Haberler

Domus – Abitare Tasarım Derbisi (1)

Tarih: 22 Haziran 2006 Kaynak: Domus Çeviren: Derya Karadağ


Fotoğraf: orangecone.com

Mimarlık ve tasarım dünyasının önde gelen dergilerinden Domus ve Abitare’nin editörleri Milano Trienali’nde düzenlenen bir oturumda bir araya geldiler. İki rakip derginin editörlerinin biraraya gelerek tasarım ve tasarım dünyasını her anlamda irdeledikleri konuşmaları iki gün boyunca Arkitera.com’da yayınlayacağız.

Karşılaşmanın Nedenleri
Italo Lupi (Abitare): Stefano Boeri, Domus’un editörü olduğundan beri, çeşitli etkinliklerde her bir araya gelişimizde, birlikte birşeyler yapmamız gerektiğini konuşuyorduk.

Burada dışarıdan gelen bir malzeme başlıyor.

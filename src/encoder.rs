//! Landmark set -> outbound OSC messages.
//!
//! For every landmark in index order: `/pose/<joint>/position` (x, y, z)
//! and, when visibility is known, `/pose/<joint>/visibility`. Then one
//! `/pose/all` carrying x, y, z of every landmark.

use crate::osc::OscCommand;
use crate::pose::{joint_name, LandmarkSet};

pub const ADDRESS_PREFIX: &str = "/pose";
pub const ALL_POSITIONS_ADDRESS: &str = "/pose/all";

pub fn position_address(index: usize) -> String {
    format!("{}/{}/position", ADDRESS_PREFIX, joint_name(index))
}

pub fn visibility_address(index: usize) -> String {
    format!("{}/{}/visibility", ADDRESS_PREFIX, joint_name(index))
}

/// Deterministic fan-out, one entry per datagram.
pub fn encode_landmarks(set: &LandmarkSet) -> Vec<OscCommand> {
    let mut commands = Vec::with_capacity(set.len() * 2 + 1);

    for (index, lm) in set.iter().enumerate() {
        commands.push(OscCommand::floats(position_address(index), [lm.x, lm.y, lm.z]));
        if let Some(visibility) = lm.visibility {
            commands.push(OscCommand::floats(visibility_address(index), [visibility]));
        }
    }

    commands.push(OscCommand::floats(
        ALL_POSITIONS_ADDRESS,
        set.iter().flat_map(|lm| [lm.x, lm.y, lm.z]),
    ));
    commands
}

/// Telemetry count for one sent frame: one per landmark (its position and
/// visibility together) plus `/pose/all`.
pub fn message_count(set: &LandmarkSet) -> usize {
    set.len() + 1
}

Mobilya fuarı, iki editör takımının bir araya gelmesi için güzel bir vesile oldu. Bu hararetli tartışmaların yaşandığı bir panelden çok, iki ekibin, yalnızca tasarıma odaklanmakla kalmayan fikirlerinin ortaya konduğu ve birleştiği bir platform. Bu tartışma aynı zamanda, anti-konformizm ve açık fikirlilik adına benzersiz bir fırsat.

Stefano Boeri (Domus): Bugün konuşacaklarımızın ötesinde böyle bir organizasyonu düzenlemek bizim için büyük bir keyif. Bunun düzenli bir etkinliğe dönüşmesini umuyorum. Milanolu iki editör ekibinin, yayımcıların rekabetinin yanında aynı merak ve saplantılara sahip olmasından dolayı heyecanlı ve gerilimli dakikalara neden olacağını düşünüyorum. Ayrıca, Abitare ve Domus gibi entellektüel üretimin yoğun olduğu iki yerin karşılaşmasının bundan daha fazlasını da beraberinde getireceğine inanıyorum. Bu bence, müthiş bir adım.

   
Fotoğraflar: Domusweb.it

Nisan Sayısı
Stefano Boeri (Domus): Domus’un Nisan Sayısı’nda kompleks nesnelerin tasarımına üç ana perspektiften bakmaya çalıştık. Birincisi tasarımın, ürünlere değer katma kapasitesi ve firma kimliği ile iletişim düzeni ve ek olarak tasarımcıya teşekkürü içeriyor. İkincisi, üretimin alanını tartıyor. Günlük objelerin estetik ve fonksiyonun süzgecinden geçirilerek üretilmesi üzerine. Üçüncüsü ise tasarımı, kendiliğinden organize olmuş kullanıcı-tasarmcıların ürün tasarımlarının olduğu yerde, bir hayatta kalma şekli olarak görüyor.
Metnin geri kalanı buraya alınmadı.